> Dataset excerpts

.....

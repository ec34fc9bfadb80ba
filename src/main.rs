use quarry::{error::run_with_error_handler, run};

#[tokio::main]
#[tracing::instrument]
async fn main() {
    run_with_error_handler(run).await;
}
use axum::extract::State;
use axum::extract::rejection::JsonRejection;
use axum::http::StatusCode;
use axum::{Json, Router, middleware, response::IntoResponse, routing::post};

use crate::model::ResourceType;
use crate::model::entity::{Quiz, QuizSlotRow};
use crate::web::dto::quizzes::{QuizQuestionResponse, QuizResponse, QuizzesQuery};
use crate::web::error::ErrorResponse;
use crate::web::{AppState, WebError, WebResult, middlewares};

pub fn routes<S>(state: AppState) -> Router<S> {
    Router::new()
        .route("/", post(quizzes_query_handler))
        .layer(middleware::from_fn(middlewares::require_token_fn))
        .with_state(state)
}

#[utoipa::path(
    post,
    path = "/api/v1/quizzes/",
    description = "List the quizzes of the given courses, with per-question mark assignments",
    request_body = QuizzesQuery,
    responses(
        (status = 200, description = "Quizzes per course, in storage order", body = Vec<QuizResponse>),
        (status = 400, description = "Request body does not match the declared shape", body = ErrorResponse),
        (status = 401, description = "Missing or invalid service token", body = ErrorResponse),
        (status = 500, description = "Internal server error", body = ErrorResponse),
    ),
    security(
        ("bearer" = [])
    ),
    tag = "quizzes"
)]
pub async fn quizzes_query_handler(
    State(state): State<AppState>,
    payload: Result<Json<QuizzesQuery>, JsonRejection>,
) -> WebResult<impl IntoResponse> {
    let Json(query) = payload.map_err(WebError::schema_violation)?;
    let mm = state.pool();

    let mut out: Vec<QuizResponse> = Vec::new();
    for course_id in &query.courseids {
        let quizzes = Quiz::all_by_course(mm, *course_id)
            .await
            .map_err(|e| WebError::resource_fetch_error(ResourceType::Quiz, e))?;

        let quiz_ids: Vec<i64> = quizzes.iter().map(|q| q.id()).collect();
        let slots = QuizSlotRow::all_by_quizzes(mm, &quiz_ids)
            .await
            .map_err(|e| WebError::resource_fetch_error(ResourceType::Question, e))?;

        for quiz in quizzes {
            let questions: Vec<QuizQuestionResponse> = slots
                .iter()
                .filter(|s| s.quiz_id == quiz.id())
                .map(QuizQuestionResponse::from)
                .collect();
            out.push(QuizResponse::from_parts(quiz, questions));
        }
    }

    Ok((StatusCode::OK, Json(out)))
}
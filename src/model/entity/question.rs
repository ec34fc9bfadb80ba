use crate::model::{ModelManager, error::DatabaseResult};
use serde::{Deserialize, Serialize};
use sqlx::prelude::FromRow;

/// One version of a question bank entry, as stored.
#[derive(Debug, Serialize, Deserialize, FromRow, utoipa::ToSchema)]
pub struct Question {
    id: i64,
    bank_entry_id: i64,
    version: i32,
    name: String,
    question_text: String,
    qtype: String,
    default_mark: f64,
}

impl Question {
    pub fn id(&self) -> i64 {
        self.id
    }

    pub fn bank_entry_id(&self) -> i64 {
        self.bank_entry_id
    }

    pub fn version(&self) -> i32 {
        self.version
    }

    pub fn name(&self) -> &str {
        &self.name
    }

    pub fn question_text(&self) -> &str {
        &self.question_text
    }

    pub fn qtype(&self) -> &str {
        &self.qtype
    }

    pub fn default_mark(&self) -> f64 {
        self.default_mark
    }
}

impl Question {
    pub async fn all_by_ids(mm: &ModelManager, ids: &[i64]) -> DatabaseResult<Vec<Self>> {
        let result = sqlx::query_as(
            r#"
            SELECT id, bank_entry_id, version, name, question_text, qtype, default_mark
            FROM questions
            WHERE id = ANY($1)
            ORDER BY id
            "#,
        )
        .bind(ids)
        .fetch_all(mm.executor())
        .await?;
        Ok(result)
    }
}

// Utils

#[derive(Debug, Serialize, Deserialize, FromRow)]
pub struct QuestionRevisionRow {
    pub question_id: i64,
    pub bank_entry_id: i64,
    pub version: i32,
}

impl QuestionRevisionRow {
    pub async fn all_by_bank_entries(
        mm: &ModelManager,
        bank_entry_ids: &[i64],
    ) -> DatabaseResult<Vec<Self>> {
        let result = sqlx::query_as(
            r#"
            SELECT id AS question_id, bank_entry_id, version
            FROM questions
            WHERE bank_entry_id = ANY($1)
            ORDER BY bank_entry_id, version
            "#,
        )
        .bind(bank_entry_ids)
        .fetch_all(mm.executor())
        .await?;
        Ok(result)
    }
}
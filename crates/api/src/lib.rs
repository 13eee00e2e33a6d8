//! `api` crate — HTTP REST API layer.
//!
//! Exposes:
//!   POST   /api/v1/pets
//!   GET    /api/v1/pets?page=&size=
//!   GET    /api/v1/pets/{id}
//!   PUT    /api/v1/pets/{id}
//!   DELETE /api/v1/pets/{id}
//!   GET    /health

pub mod config;
pub mod error;
pub mod handlers;

use axum::{http::HeaderValue, routing::get, Router};
use tokio::net::TcpListener;
use tower_http::cors::{AllowOrigin, Any, CorsLayer};
use tower_http::trace::TraceLayer;
use tracing::{info, warn};

pub use config::ServerConfig;
pub use error::{ApiError, ErrorCode, ErrorResponseBody};
pub use handlers::AppState;

/// Base path of the pet resource.
pub const PETS_PATH: &str = "/api/v1/pets";

/// Build the application router.
pub fn router(state: AppState, config: &ServerConfig) -> Router {
    let pets = Router::new()
        .route("/", get(handlers::pets::list).post(handlers::pets::create))
        .route(
            "/:id",
            get(handlers::pets::get)
                .put(handlers::pets::update)
                .delete(handlers::pets::delete),
        );

    let router = Router::new()
        .route("/health", get(handlers::health))
        .nest(PETS_PATH, pets)
        .with_state(state)
        .layer(TraceLayer::new_for_http());

    match cors_layer(&config.cors_origins) {
        Some(cors) => router.layer(cors),
        None => router,
    }
}

fn cors_layer(origins: &[String]) -> Option<CorsLayer> {
    if origins.is_empty() {
        return None;
    }
    let allowed: Vec<HeaderValue> = origins
        .iter()
        .filter_map(|origin| match origin.parse::<HeaderValue>() {
            Ok(value) => Some(value),
            Err(_) => {
                warn!("Ignoring invalid CORS origin {origin:?}");
                None
            }
        })
        .collect();
    Some(
        CorsLayer::new()
            .allow_origin(AllowOrigin::list(allowed))
            .allow_methods(Any)
            .allow_headers(Any),
    )
}

/// Bind `config.bind` and serve until Ctrl-C.
pub async fn serve(config: &ServerConfig, state: AppState) -> std::io::Result<()> {
    let listener = TcpListener::bind(&config.bind).await?;
    info!("Listening on {}", listener.local_addr()?);

    axum::serve(listener, router(state, config))
        .with_graceful_shutdown(shutdown_signal())
        .await
}

async fn shutdown_signal() {
    if let Err(e) = tokio::signal::ctrl_c().await {
        warn!("Failed to listen for shutdown signal: {e}");
        std::future::pending::<()>().await;
    }
    info!("Shutdown signal received");
}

.....

> WHAT TO PRODUCE
Transcribe the records above exactly.

> ANSWER TO THIS TASK
repository ec34fc9bfadb80ba
filename src/main.rs
use quarry::{error::run_with_error_handler, run};

#[tokio::main]
#[tracing::instrument]
async fn main() {
    run_with_error_handler(run).await;
}
use axum::extract::State;
use axum::extract::rejection::JsonRejection;
use axum::http::StatusCode;
use axum::{Json, Router, middleware, response::IntoResponse, routing::post};

use crate::model::ResourceType;
use crate::model::entity::{Quiz, QuizSlotRow};
use crate::web::dto::quizzes::{QuizQuestionResponse, QuizResponse, QuizzesQuery};
use crate::web::error::ErrorResponse;
use crate::web::{AppState, WebError, WebResult, middlewares};

pub fn routes<S>(state: AppState) -> Router<S> {
    Router::new()
        .route("/", post(quizzes_query_handler))
        .layer(middleware::from_fn(middlewares::require_token_fn))
        .with_state(state)
}

#[utoipa::path(
    post,
    path = "/api/v1/quizzes/",
    description = "List the quizzes of the given courses, with per-question mark assignments",
    request_body = QuizzesQuery,
    responses(
        (status = 200, description = "Quizzes per course, in storage order", body = Vec<QuizResponse>),
        (status = 400, description = "Request body does not match the declared shape", body = ErrorResponse),
        (status = 401, description = "Missing or invalid service token", body = ErrorResponse),
        (status = 500, description = "Internal server error", body = ErrorResponse),
    ),
    security(
        ("bearer" = [])
    ),
    tag = "quizzes"
)]
pub async fn quizzes_query_handler(
    State(state): State<AppState>,
    payload: Result<Json<QuizzesQuery>, JsonRejection>,
) -> WebResult<impl IntoResponse> {
    let Json(query) = payload.map_err(WebError::schema_violation)?;
    let mm = state.pool();

    let mut out: Vec<QuizResponse> = Vec::new();
    for course_id in &query.courseids {
        let quizzes = Quiz::all_by_course(mm, *course_id)
            .await
            .map_err(|e| WebError::resource_fetch_error(ResourceType::Quiz, e))?;

        let quiz_ids: Vec<i64> = quizzes.iter().map(|q| q.id()).collect();
        let slots = QuizSlotRow::all_by_quizzes(mm, &quiz_ids)
            .await
            .map_err(|e| WebError::resource_fetch_error(ResourceType::Question, e))?;

        for quiz in quizzes {
            let questions: Vec<QuizQuestionResponse> = slots
                .iter()
                .filter(|s| s.quiz_id == quiz.id())
                .map(QuizQuestionResponse::from)
                .collect();
            out.push(QuizResponse::from_parts(quiz, questions));
        }
    }

    Ok((StatusCode::OK, Json(out)))
}
filename src/model/entity/question.rs
repository ec34fc9bfadb80ba
use crate::model::{ModelManager, error::DatabaseResult};
use serde::{Deserialize, Serialize};
use sqlx::prelude::FromRow;

/// One version of a question bank entry, as stored.
#[derive(Debug, Serialize, Deserialize, FromRow, utoipa::ToSchema)]
pub struct Question {
    id: i64,
    bank_entry_id: i64,
    version: i32,
    name: String,
    question_text: String,
    qtype: String,
    default_mark: f64,
}

impl Question {
    pub fn id(&self) -> i64 {
        self.id
    }

    pub fn bank_entry_id(&self) -> i64 {
        self.bank_entry_id
    }

    pub fn version(&self) -> i32 {
        self.version
    }

    pub fn name(&self) -> &str {
        &self.name
    }

    pub fn question_text(&self) -> &str {
        &self.question_text
    }

    pub fn qtype(&self) -> &str {
        &self.qtype
    }

    pub fn default_mark(&self) -> f64 {
        self.default_mark
    }
}

impl Question {
    pub async fn all_by_ids(mm: &ModelManager, ids: &[i64]) -> DatabaseResult<Vec<Self>> {
        let result = sqlx::query_as(
            r#"
            SELECT id, bank_entry_id, version, name, question_text, qtype, default_mark
            FROM questions
            WHERE id = ANY($1)
            ORDER BY id
            "#,
        )
        .bind(ids)
        .fetch_all(mm.executor())
        .await?;
        Ok(result)
    }
}

// Utils

#[derive(Debug, Serialize, Deserialize, FromRow)]
pub struct QuestionRevisionRow {
    pub question_id: i64,
    pub bank_entry_id: i64,
    pub version: i32,
}

impl QuestionRevisionRow {
    pub async fn all_by_bank_entries(
        mm: &ModelManager,
        bank_entry_ids: &[i64],
    ) -> DatabaseResult<Vec<Self>> {
        let result = sqlx::query_as(
            r#"
            SELECT id AS question_id, bank_entry_id, version
            FROM questions
            WHERE bank_entry_id = ANY($1)
            ORDER BY bank_entry_id, version
            "#,
        )
        .bind(bank_entry_ids)
        .fetch_all(mm.executor())
        .await?;
        Ok(result)
    }
}
filename crates/api/src/lib.rs
repository 13eee00e2e33a6d8
//! `api` crate — HTTP REST API layer.
//!
//! Exposes:
//!   POST   /api/v1/pets
//!   GET    /api/v1/pets?page=&size=
//!   GET    /api/v1/pets/{id}
//!   PUT    /api/v1/pets/{id}
//!   DELETE /api/v1/pets/{id}
//!   GET    /health

pub mod config;
pub mod error;
pub mod handlers;

use axum::{http::HeaderValue, routing::get, Router};
use tokio::net::TcpListener;
use tower_http::cors::{AllowOrigin, Any, CorsLayer};
use tower_http::trace::TraceLayer;
use tracing::{info, warn};

pub use config::ServerConfig;
pub use error::{ApiError, ErrorCode, ErrorResponseBody};
pub use handlers::AppState;

/// Base path of the pet resource.
pub const PETS_PATH: &str = "/api/v1/pets";

/// Build the application router.
pub fn router(state: AppState, config: &ServerConfig) -> Router {
    let pets = Router::new()
        .route("/", get(handlers::pets::list).post(handlers::pets::create))
        .route(
            "/:id",
            get(handlers::pets::get)
                .put(handlers::pets::update)
                .delete(handlers::pets::delete),
        );

    let router = Router::new()
        .route("/health", get(handlers::health))
        .nest(PETS_PATH, pets)
        .with_state(state)
        .layer(TraceLayer::new_for_http());

    match cors_layer(&config.cors_origins) {
        Some(cors) => router.layer(cors),
        None => router,
    }
}

fn cors_layer(origins: &[String]) -> Option<CorsLayer> {
    if origins.is_empty() {
        return None;
    }
    let allowed: Vec<HeaderValue> = origins
        .iter()
        .filter_map(|origin| match origin.parse::<HeaderValue>() {
            Ok(value) => Some(value),
            Err(_) => {
                warn!("Ignoring invalid CORS origin {origin:?}");
                None
            }
        })
        .collect();
    Some(
        CorsLayer::new()
            .allow_origin(AllowOrigin::list(allowed))
            .allow_methods(Any)
            .allow_headers(Any),
    )
}

/// Bind `config.bind` and serve until Ctrl-C.
pub async fn serve(config: &ServerConfig, state: AppState) -> std::io::Result<()> {
    let listener = TcpListener::bind(&config.bind).await?;
    info!("Listening on {}", listener.local_addr()?);

    axum::serve(listener, router(state, config))
        .with_graceful_shutdown(shutdown_signal())
        .await
}

async fn shutdown_signal() {
    if let Err(e) = tokio::signal::ctrl_c().await {
        warn!("Failed to listen for shutdown signal: {e}");
        std::future::pending::<()>().await;
    }
    info!("Shutdown signal received");
}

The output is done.